Freddie presses a quick kiss to his hand before it is taken away. Roger has become so good at understanding his moods, his needs, that Freddie sometimes allows himself to believe that he won’t have to spell things out ever again. But there are those moments when a disconnect breaks open, and they are both left reeling at the size of the gap that is suddenly revealed between them, despite being covered for so long. And when Roger tells him what he was thinking, or what he thought Freddie was thinking, it sometimes sounds as if they had been living on different planets all along. But after, despite the hurt and the difficulty, it feels like they orbit that little bit closer together.

“So,” Roger says, sending Freddie a glance that isn’t half as stern as he probably wishes. He just doesn’t have the face for it. He can do joy and curiosity and boredom and rage, but he isn’t built for severity. “What was your grand theory then? About the book.”

“I’m not sure I can even say,” Freddie shrugs. It’s not like he had been _thinking_ much.

“Let me hazard a guess. It was that years ago I conducted a secret affair with another man through covert notes in a book?”

Freddie bristles at the way Roger makes it sound ridiculous. “It’s not _that_ absurd,” he points out. “Knowing you and your,” he sniffs, “sluttish ways.”

“My what?” Roger splutters on his mouthful of brandy.

“Oh, you know.” Freddie does his best to imitate Roger’s husky voice. “‘Do you want a list of their names now?’”

Roger raises his eyebrows. “Pot, kettle.”

Freddie wipes that away with a flick of his hand. “And with you being out alone and… having been out alone _a lot_ these past weeks…”

“Brian’s marriage is imploding and his dad’s dying of cancer, for god’s sake.”

“Yes, I know, I’m not… It’s _fine_ , I just.” I’m needy and pathetic and sometimes it feels like no one is ever going to understand me and all the accolades in the world can’t make up for it. God, this is horrid. Freddie empties his glass although he’s really not in the mood for it and remembers why they have a policy of not talking about difficult things. But then, perhaps it’s not that difficult. Perhaps it’s all rather simple. “I just like it better when you’re here.”

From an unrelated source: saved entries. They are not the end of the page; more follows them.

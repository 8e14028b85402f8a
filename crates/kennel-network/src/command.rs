//! External command execution.

use std::fmt::Debug;
use std::process::Stdio;

use async_trait::async_trait;
use kennel_common::{KennelError, KennelResult};
use tokio::io::AsyncWriteExt;
use tokio::process::Command;

/// Captured result of an external command.
#[derive(Debug, Clone, Default, PartialEq, Eq)]
pub struct CommandOutput {
    /// Exit code; `None` when killed by a signal.
    pub code: Option<i32>,
    /// Captured stdout.
    pub stdout: String,
    /// Captured stderr.
    pub stderr: String,
}

impl CommandOutput {
    /// Successful output with `stdout`.
    #[must_use]
    pub fn ok(stdout: impl Into<String>) -> Self {
        Self {
            code: Some(0),
            stdout: stdout.into(),
            stderr: String::new(),
        }
    }

    /// Failed output with `code` and `stderr`.
    #[must_use]
    pub fn failed(code: i32, stderr: impl Into<String>) -> Self {
        Self {
            code: Some(code),
            stdout: String::new(),
            stderr: stderr.into(),
        }
    }

    /// Whether the command exited 0.
    #[must_use]
    pub fn success(&self) -> bool {
        self.code == Some(0)
    }

    /// Turn a failed run into [`KennelError::Command`].
    ///
    /// # Errors
    ///
    /// Returns the error when the command did not exit 0.
    pub fn check(self, program: &str) -> KennelResult<Self> {
        if self.success() {
            Ok(self)
        } else {
            Err(KennelError::Command {
                program: program.to_string(),
                message: self.stderr.trim().to_string(),
            })
        }
    }
}

/// Runs external programs.
///
/// Failing to spawn is an `Err`; a non-zero exit is a successful call
/// returning a non-successful [`CommandOutput`].
#[async_trait]
pub trait CommandRunner: Debug + Send + Sync {
    /// Run `program` with `args`, feeding `stdin` if given.
    async fn run(&self, program: &str, args: &[String], stdin: Option<&str>) -> KennelResult<CommandOutput>;
}

/// Runs real processes with tokio.
#[derive(Debug, Clone, Copy, Default)]
pub struct SystemRunner;

#[async_trait]
impl CommandRunner for SystemRunner {
    async fn run(&self, program: &str, args: &[String], stdin: Option<&str>) -> KennelResult<CommandOutput> {
        tracing::trace!(program, ?args, "Running command");

        let spawn_error = |e: std::io::Error| KennelError::Command {
            program: program.to_string(),
            message: e.to_string(),
        };

        let mut child = Command::new(program)
            .args(args)
            .stdin(if stdin.is_some() { Stdio::piped() } else { Stdio::null() })
            .stdout(Stdio::piped())
            .stderr(Stdio::piped())
            .kill_on_drop(true)
            .spawn()
            .map_err(spawn_error)?;

        if let (Some(input), Some(mut pipe)) = (stdin, child.stdin.take()) {
            pipe.write_all(input.as_bytes()).await.map_err(spawn_error)?;
            drop(pipe);
        }

        let output = child.wait_with_output().await.map_err(spawn_error)?;

        Ok(CommandOutput {
            code: output.status.code(),
            stdout: String::from_utf8_lossy(&output.stdout).into_owned(),
            stderr: String::from_utf8_lossy(&output.stderr).into_owned(),
        })
    }
}

/// Convert string slices to owned arguments.
#[must_use]
pub fn args<I, S>(items: I) -> Vec<String>
where
    I: IntoIterator<Item = S>,
    S: Into<String>,
{
    items.into_iter().map(Into::into).collect()
}

#[cfg(test)]
mod tests {
    use super::*;

    #[tokio::test]
    async fn system_runner_captures_output() {
        let out = SystemRunner
            .run("sh", &args(["-c", "echo out; echo err >&2; exit 3"]), None)
            .await
            .unwrap();
        assert_eq!(out.code, Some(3));
        assert_eq!(out.stdout.trim(), "out");
        assert_eq!(out.stderr.trim(), "err");
        assert!(!out.success());
    }

    #[tokio::test]
    async fn system_runner_feeds_stdin() {
        let out = SystemRunner.run("cat", &[], Some("payload")).await.unwrap();
        assert!(out.success());
        assert_eq!(out.stdout, "payload");
    }

    #[tokio::test]
    async fn missing_program_is_an_error() {
        let err = SystemRunner
            .run("/nonexistent/kennel-binary", &[], None)
            .await
            .unwrap_err();
        assert!(matches!(err, KennelError::Command { .. }));
    }

    #[test]
    fn check_maps_failure() {
        let err = CommandOutput::failed(1, "boom\n").check("ip").unwrap_err();
        assert_eq!(err.to_string(), "Command `ip` failed: boom");
    }
}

“I like it best here, too. Or rather, wherever you are.” Roger catches his eye and they share a soppy smile, one that Roger breaks first, as he always does, looking away and clearing his throat. “But I can’t have that all the time. I need to go out, see things, move about, meet people.”

“I know,” Freddie says quietly. “It’s like that for me, too.” Except, if he’s honest, it’s a bit frightening how attached he has become to this place, to the handful of trusted friends that go in and out as they please, to nights on the sofa with Roger by his side. He still breaks away now and then, but it’s so much more domestic than anything he had envisioned three or four years ago. Perhaps it’s age catching up to him, the need to rest between the whirlwind pace of touring and the backbreaking work of recording. “I don’t begrudge you your freedoms.” He chews on his bottom lip, trying to find the courage to go on. There’s that dreadful word building at the base of his tongue, rounding his lips in anticipation. ‘I don’t begrudge you your freedoms, _but_...’ And then how is he going to follow that up?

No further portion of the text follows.